• What to produce
For the listing below, show each line that includes the string "return".

-------- Task inputs

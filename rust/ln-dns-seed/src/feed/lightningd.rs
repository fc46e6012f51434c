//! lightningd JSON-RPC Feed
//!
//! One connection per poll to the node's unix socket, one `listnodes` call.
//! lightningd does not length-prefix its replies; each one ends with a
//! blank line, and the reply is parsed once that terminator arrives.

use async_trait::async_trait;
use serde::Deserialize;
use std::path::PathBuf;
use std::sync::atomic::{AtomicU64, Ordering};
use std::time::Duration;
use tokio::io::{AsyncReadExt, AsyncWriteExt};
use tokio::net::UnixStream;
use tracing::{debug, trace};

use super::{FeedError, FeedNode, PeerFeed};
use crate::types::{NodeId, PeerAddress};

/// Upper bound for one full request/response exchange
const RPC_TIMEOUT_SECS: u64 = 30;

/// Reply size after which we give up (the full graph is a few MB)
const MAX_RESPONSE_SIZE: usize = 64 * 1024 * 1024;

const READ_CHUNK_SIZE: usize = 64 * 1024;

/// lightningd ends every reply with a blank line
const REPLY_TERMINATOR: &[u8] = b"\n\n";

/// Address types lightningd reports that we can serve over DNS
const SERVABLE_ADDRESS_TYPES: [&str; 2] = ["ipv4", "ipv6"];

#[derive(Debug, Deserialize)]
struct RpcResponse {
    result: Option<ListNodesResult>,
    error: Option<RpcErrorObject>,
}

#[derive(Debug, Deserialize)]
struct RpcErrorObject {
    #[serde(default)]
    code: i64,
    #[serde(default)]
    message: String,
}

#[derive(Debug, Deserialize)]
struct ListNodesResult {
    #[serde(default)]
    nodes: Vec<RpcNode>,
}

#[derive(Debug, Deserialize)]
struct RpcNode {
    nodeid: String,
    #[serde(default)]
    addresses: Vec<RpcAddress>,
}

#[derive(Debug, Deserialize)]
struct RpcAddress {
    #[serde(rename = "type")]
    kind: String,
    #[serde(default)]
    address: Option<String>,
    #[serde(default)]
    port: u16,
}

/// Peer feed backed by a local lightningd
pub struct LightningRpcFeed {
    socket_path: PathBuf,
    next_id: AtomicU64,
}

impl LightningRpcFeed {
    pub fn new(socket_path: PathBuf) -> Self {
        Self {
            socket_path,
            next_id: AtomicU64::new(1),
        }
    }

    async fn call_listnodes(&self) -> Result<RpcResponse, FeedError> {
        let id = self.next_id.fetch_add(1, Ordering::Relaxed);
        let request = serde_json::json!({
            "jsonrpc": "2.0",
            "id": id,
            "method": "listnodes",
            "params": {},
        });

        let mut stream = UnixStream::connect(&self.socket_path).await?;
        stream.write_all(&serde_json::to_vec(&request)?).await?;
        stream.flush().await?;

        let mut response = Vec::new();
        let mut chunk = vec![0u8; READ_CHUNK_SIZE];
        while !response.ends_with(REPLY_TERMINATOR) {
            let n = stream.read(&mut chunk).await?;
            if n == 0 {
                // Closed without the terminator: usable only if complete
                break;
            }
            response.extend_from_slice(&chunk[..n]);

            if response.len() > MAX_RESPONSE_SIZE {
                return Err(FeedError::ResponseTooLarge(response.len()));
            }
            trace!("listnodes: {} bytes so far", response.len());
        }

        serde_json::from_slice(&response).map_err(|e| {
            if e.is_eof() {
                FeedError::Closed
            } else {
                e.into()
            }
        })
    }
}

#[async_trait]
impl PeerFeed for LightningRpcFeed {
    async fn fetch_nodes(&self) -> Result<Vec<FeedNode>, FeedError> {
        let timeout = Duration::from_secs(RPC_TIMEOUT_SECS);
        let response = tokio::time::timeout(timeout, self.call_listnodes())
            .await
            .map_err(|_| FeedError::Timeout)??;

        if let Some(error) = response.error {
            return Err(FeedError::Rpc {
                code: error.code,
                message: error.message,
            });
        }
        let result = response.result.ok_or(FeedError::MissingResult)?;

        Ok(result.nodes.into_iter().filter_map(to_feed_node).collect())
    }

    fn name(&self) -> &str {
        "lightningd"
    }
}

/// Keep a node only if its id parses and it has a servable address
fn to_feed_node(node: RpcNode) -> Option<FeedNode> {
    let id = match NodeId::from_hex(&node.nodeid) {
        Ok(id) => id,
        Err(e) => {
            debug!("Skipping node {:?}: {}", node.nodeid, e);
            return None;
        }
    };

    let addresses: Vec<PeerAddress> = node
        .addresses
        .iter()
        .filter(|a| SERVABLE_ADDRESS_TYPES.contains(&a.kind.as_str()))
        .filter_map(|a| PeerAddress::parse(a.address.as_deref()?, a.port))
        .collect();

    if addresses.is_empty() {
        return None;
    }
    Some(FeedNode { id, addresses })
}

----------------

• Exercise output
                return Err(FeedError::ResponseTooLarge(response.len()));
            return Err(FeedError::Rpc {
            return None;
        return None;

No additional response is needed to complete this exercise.